In the courtyard Captain Zeismann and his spearmen were trying to herd the peasants towards the wide double doors of the underkeep as their tents burned down around them, but the farmers were being picked off as they ran, and many spearmen fell as well.
Then, with a sound like windmill blades turning in a gale, something huge swept over the wall, blotting out the sky. Felix ducked, and the thing skidded to a landing on the parapet beyond him, ploughing through Nordling’s knights and knocking them flat with its enormous wings, as the armoured warrior on its back swept around it with an ugly black axe.
The beast was a wyvern—or perhaps a crude patchwork of several wyverns. It had a wyvern’s vast leathery wings and whipping tail, and a cruel, horned head that snapped at the end of a long neck, but its scaly skin was ten different colours, the wings black, the head green, the body grey and red and brown, and in ten different stages of decay, with thick scars and stitches holding it all together; but as gruesome as it was, the rider mounted athwart its hulking shoulders was more terrifying still.
He looked more than a yard taller than Felix, and was encased in scarred black armour of ancient design. A heavy-browed skull, etched with age, glowered out from under a horned helm, green flames kindling in his empty eye sockets. He swung from the wyvern’s saddle and waded into Nordling’s retinue, his black axe trailing a glittering cloud of dark specks like the tail of a comet. Three knights died instantly as the fell weapon shredded their armour like parchment, and the rider trod
their corpses underfoot to stride towards Nordling and Father Ulfram as von Geldrecht crabbed out of the way, gibbering with fear.
Gotrek, Rodi and Snorri stared. The ancient rune of power on the head of Gotrek’s axe was glowing red.
“Mine,” he said.
“No, mine,” said Rodi.
“Snorri’s!” shouted Snorri.
The three slayers charged as Nordling raised his sword and stepped in front of the skeletal warrior to protect Father Ulfram. The rider’s flaking axe snapped the general’s sword in half and smashed him off the parapet to bounce down the roof of the temple of Sigmar and into the courtyard.
“Face me, wight!” roared Gotrek, chopping into the wing of the undead wyvern as he dodged past it. The wyvern shrieked at the wound and leapt into the air as Rodi and Snorri ran under it.
“Face me.” called Rodi.
“Face Snorri!” bellowed Snorri.
“Come on,” said Felix, hacking at the swooping bats and starting forwards. “We’re safer near them than away.”
Kat dropped another bat point-blank, then followed, shouldering her bow and drawing her hatchets.
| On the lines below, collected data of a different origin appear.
use serde::{Deserialize, Serialize};
use std::fmt::Display;
use std::str::FromStr;

/// Identifier assigned to a container by the cluster resource manager.
#[derive(Clone, Debug, Eq, PartialEq, Hash, PartialOrd, Ord, Serialize, Deserialize)]
pub struct ContainerId(String);

impl ContainerId {
    pub fn new(id: impl Into<String>) -> Self {
        Self(id.into())
    }

    pub fn as_str(&self) -> &str {
        &self.0
    }
}

impl Display for ContainerId {
    fn fmt(&self, f: &mut std::fmt::Formatter<'_>) -> std::fmt::Result {
        write!(f, "{}", self.0)
    }
}

impl From<&str> for ContainerId {
    fn from(value: &str) -> Self {
        Self(value.to_string())
    }
}

impl From<String> for ContainerId {
    fn from(value: String) -> Self {
        Self(value)
    }
}

/// Address of the node-local container manager hosting a container.
#[derive(Clone, Debug, Eq, PartialEq, Hash, Serialize, Deserialize)]
pub struct NodeAddress {
    pub host: String,
    pub port: u16,
}

impl NodeAddress {
    pub fn new(host: impl Into<String>, port: u16) -> Self {
        Self {
            host: host.into(),
            port,
        }
    }
}

impl Display for NodeAddress {
    fn fmt(&self, f: &mut std::fmt::Formatter<'_>) -> std::fmt::Result {
        write!(f, "{}:{}", self.host, self.port)
    }
}

/// Error parsing a `host:port` node address.
#[derive(Debug, Clone, PartialEq, Eq, thiserror::Error)]
#[error("invalid node address {0:?}, expected host:port")]
pub struct NodeAddressParseError(pub String);

impl FromStr for NodeAddress {
    type Err = NodeAddressParseError;

    fn from_str(s: &str) -> Result<Self, Self::Err> {
        let (host, port) = s
            .rsplit_once(':')
            .ok_or_else(|| NodeAddressParseError(s.to_string()))?;
        if host.is_empty() {
            return Err(NodeAddressParseError(s.to_string()));
        }
        let port = port
            .parse::<u16>()
            .map_err(|_| NodeAddressParseError(s.to_string()))?;
        Ok(Self::new(host, port))
    }
}

/// A container slot granted by the resource manager.
///
/// The token blob is opaque here; [`crate::credentials::CredentialBinder`]
/// decodes it when the worker binds credentials.
#[derive(Clone, Serialize, Deserialize)]
pub struct AllocatedContainer {
    pub id: ContainerId,
    pub node: NodeAddress,
    pub token: Vec<u8>,
}

impl AllocatedContainer {
    pub fn new(
        id: impl Into<ContainerId>,
        node: NodeAddress,
        token: impl Into<Vec<u8>>,
    ) -> Self {
        Self {
            id: id.into(),
            node,
            token: token.into(),
        }
    }
}

impl std::fmt::Debug for AllocatedContainer {
    fn fmt(&self, f: &mut std::fmt::Formatter<'_>) -> std::fmt::Result {
        f.debug_struct("AllocatedContainer")
            .field("id", &self.id)
            .field("node", &self.node)
            .field("token", &format_args!("[{} bytes]", self.token.len()))
            .finish()
    }
}

#[cfg(test)]
mod tests {
    use super::*;

    #[test]
    fn test_node_address_round_trips_through_display() {
        let node: NodeAddress = "node-3.cluster:45454".parse().unwrap();
        assert_eq!(node.host, "node-3.cluster");
        assert_eq!(node.port, 45454);
        assert_eq!(node.to_string(), "node-3.cluster:45454");
    }

    #[test]
    fn test_node_address_rejects_missing_port() {
        assert!("node-3".parse::<NodeAddress>().is_err());
        assert!(":80".parse::<NodeAddress>().is_err());
        assert!("node:port".parse::<NodeAddress>().is_err());
    }

    #[test]
    fn test_container_debug_hides_token_bytes() {
        let container = AllocatedContainer::new(
            "c-1",
            NodeAddress::new("n1", 8041),
            b"secret".to_vec(),
        );
        let rendered = format!("{container:?}");
        assert!(rendered.contains("[6 bytes]"));
        assert!(!rendered.contains("secret"));
    }
}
Gotrek reached the armoured wight first, and slashed for his knees just as he was turning from von Geldrecht to see what the commotion was. The dread warrior roared and blocked, and a choking cloud of obsidian dust shivered from his black axe as it clanged haft to haft with Gotrek’s, covering the Slayer in black grit. Rodi struck next, but his blow glanced off the ancient black armour without leaving a mark. Snorri’s hammer did no better. The wight seemed hardly to feel their attacks, and hacked back at them.
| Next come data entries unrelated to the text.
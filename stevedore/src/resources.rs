//! Staging of launch resources.
//!
//! A launch stages two resource families next to whatever the role provider
//! already added: the generated config bundle, placed under a fixed relative
//! directory so command arguments can reference it, and optionally a packaged
//! cluster image. The [`LocalResources`] map keeps insertion order, which is
//! the order entries appear in the launch record.

use std::fmt;
use std::path::Path;

use chrono::{DateTime, Utc};
use serde::{Deserialize, Serialize};

use crate::config::LaunchConfig;
use crate::context::LaunchContextBuilder;
use crate::descriptor::ClusterDescriptor;
use crate::error::StagingError;
use crate::filesystem::{ClusterFilesystem, FileStatus};

/// Where a node fetches a staged resource from.
#[derive(Clone, Debug, PartialEq, Eq, Hash, Serialize, Deserialize)]
pub struct ResourceLocator {
    pub scheme: String,
    pub host: Option<String>,
    pub port: Option<u16>,
    pub file: String,
}

impl ResourceLocator {
    pub fn new(
        scheme: impl Into<String>,
        host: Option<String>,
        port: Option<u16>,
        file: impl Into<String>,
    ) -> Self {
        Self {
            scheme: scheme.into(),
            host,
            port,
            file: file.into(),
        }
    }

    /// Locator for a path on a filesystem every node mounts.
    pub fn file(path: &Path) -> Self {
        Self::new("file", None, None, path.to_string_lossy())
    }
}

impl fmt::Display for ResourceLocator {
    fn fmt(&self, f: &mut fmt::Formatter<'_>) -> fmt::Result {
        write!(f, "{}://", self.scheme)?;
        if let Some(host) = &self.host {
            write!(f, "{host}")?;
            if let Some(port) = self.port {
                write!(f, ":{port}")?;
            }
        }
        if !self.file.starts_with('/') {
            write!(f, "/")?;
        }
        write!(f, "{}", self.file)
    }
}

/// How the node treats a downloaded resource.
#[derive(Clone, Copy, Debug, PartialEq, Eq, Serialize, Deserialize)]
pub enum ResourceKind {
    /// Copied as is.
    File,
    /// Unpacked into a directory named after the resource key.
    Archive,
}

/// Who may share a localized resource on the node.
#[derive(Clone, Copy, Debug, Default, PartialEq, Eq, Serialize, Deserialize)]
pub enum ResourceVisibility {
    Public,
    Private,
    #[default]
    Application,
}

/// A resource the node must localize before the process starts.
#[derive(Clone, Debug, PartialEq, Eq, Serialize, Deserialize)]
pub struct LocalResource {
    pub locator: ResourceLocator,
    pub size: u64,
    pub modified: DateTime<Utc>,
    pub kind: ResourceKind,
    pub visibility: ResourceVisibility,
}

impl LocalResource {
    pub fn from_status(
        fs: &dyn ClusterFilesystem,
        status: &FileStatus,
        kind: ResourceKind,
    ) -> Self {
        Self {
            locator: fs.locator(&status.path),
            size: status.len,
            modified: status.modified,
            kind,
            visibility: ResourceVisibility::Application,
        }
    }
}

/// Insertion-ordered map of resource key to resource.
#[derive(Clone, Debug, Default, PartialEq, Eq, Serialize, Deserialize)]
pub struct LocalResources {
    entries: Vec<(String, LocalResource)>,
}

impl LocalResources {
    pub fn new() -> Self {
        Self::default()
    }

    /// Insert a resource. An existing key is replaced in place and keeps its
    /// position; a new key is appended.
    pub fn insert(
        &mut self,
        key: impl Into<String>,
        resource: LocalResource,
    ) -> Option<LocalResource> {
        let key = key.into();
        match self.entries.iter_mut().find(|(k, _)| *k == key) {
            Some((_, existing)) => Some(std::mem::replace(existing, resource)),
            None => {
                self.entries.push((key, resource));
                None
            }
        }
    }

    /// Merge `other` into this map, in `other`'s order.
    pub fn merge(&mut self, other: LocalResources) {
        for (key, resource) in other.entries {
            self.insert(key, resource);
        }
    }

    pub fn get(&self, key: &str) -> Option<&LocalResource> {
        self.entries
            .iter()
            .find(|(k, _)| k == key)
            .map(|(_, resource)| resource)
    }

    pub fn contains_key(&self, key: &str) -> bool {
        self.get(key).is_some()
    }

    pub fn len(&self) -> usize {
        self.entries.len()
    }

    pub fn is_empty(&self) -> bool {
        self.entries.is_empty()
    }

    pub fn keys(&self) -> impl Iterator<Item = &str> {
        self.entries.iter().map(|(key, _)| key.as_str())
    }

    pub fn iter(&self) -> impl Iterator<Item = (&str, &LocalResource)> {
        self.entries
            .iter()
            .map(|(key, resource)| (key.as_str(), resource))
    }

    /// `key=locator` lines in map order.
    pub fn describe(&self) -> Vec<String> {
        self.iter()
            .map(|(key, resource)| format!("{key}={}", resource.locator))
            .collect()
    }
}

/// Stages the config bundle and the optional cluster image.
#[derive(Clone, Debug)]
pub struct ResourceResolver {
    conf_dir_name: String,
    image_dir_name: String,
}

impl ResourceResolver {
    pub fn new(config: &LaunchConfig) -> Self {
        Self {
            conf_dir_name: config.conf_dir_name.clone(),
            image_dir_name: config.image_dir_name.clone(),
        }
    }

    /// Stage every regular file of `conf_dir` under the relative config
    /// directory, ordered by file name.
    pub async fn stage_config_bundle(
        &self,
        fs: &dyn ClusterFilesystem,
        conf_dir: &Path,
    ) -> Result<LocalResources, StagingError> {
        let mut files: Vec<FileStatus> = fs
            .list(conf_dir)
            .await
            .map_err(|source| StagingError::ConfigDir {
                path: conf_dir.to_path_buf(),
                source,
            })?
            .into_iter()
            .filter(|status| !status.is_dir)
            .collect();

        if files.is_empty() {
            return Err(StagingError::EmptyConfigDir {
                path: conf_dir.to_path_buf(),
            });
        }
        files.sort_by(|a, b| a.path.file_name().cmp(&b.path.file_name()));

        let mut staged = LocalResources::new();
        for status in &files {
            let Some(name) = status.path.file_name() else {
                continue;
            };
            let key =
                format!("{}/{}", self.conf_dir_name, name.to_string_lossy());
            staged.insert(
                key,
                LocalResource::from_status(fs, status, ResourceKind::File),
            );
        }
        Ok(staged)
    }

    /// Stage the packaged cluster image as an archive.
    pub async fn stage_image(
        &self,
        fs: &dyn ClusterFilesystem,
        image_path: &Path,
    ) -> Result<(String, LocalResource), StagingError> {
        let status = fs.status(image_path).await.map_err(|source| {
            StagingError::Image {
                path: image_path.to_path_buf(),
                source,
            }
        })?;
        if status.is_dir {
            return Err(StagingError::Image {
                path: image_path.to_path_buf(),
                source: std::io::Error::new(
                    std::io::ErrorKind::InvalidInput,
                    "image path is a directory",
                ),
            });
        }
        let resource =
            LocalResource::from_status(fs, &status, ResourceKind::Archive);
        Ok((self.image_dir_name.clone(), resource))
    }

    /// Merge the config bundle, then the image when the descriptor names
    /// one, into the builder's resources.
    pub async fn resolve(
        &self,
        mut builder: LaunchContextBuilder,
        fs: &dyn ClusterFilesystem,
        conf_dir: &Path,
        descriptor: &ClusterDescriptor,
    ) -> Result<LaunchContextBuilder, StagingError> {
        let config = self.stage_config_bundle(fs, conf_dir).await?;
        builder = builder.merge_resources(config);

        if let Some(image_path) = &descriptor.image_path {
            tracing::info!(image = %image_path.display(), "using image path");
            let (key, resource) = self.stage_image(fs, image_path).await?;
            builder = builder.resource(key, resource);
        }
        Ok(builder)
    }
}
“Stand aside, Gurnisson!” shouted Rodi. “You owe me this doom for that which you denied me at Tarnhalt’s Crown!”
“I owe you nothing!” barked Gotrek. “Take it if you can.”
Kat and Felix fell in behind the slayers, then turned as the wyvern whumped down again behind them, snapping and shrieking. Felix cursed and dodged right as Kat dived left, almost falling off the narrow parapet.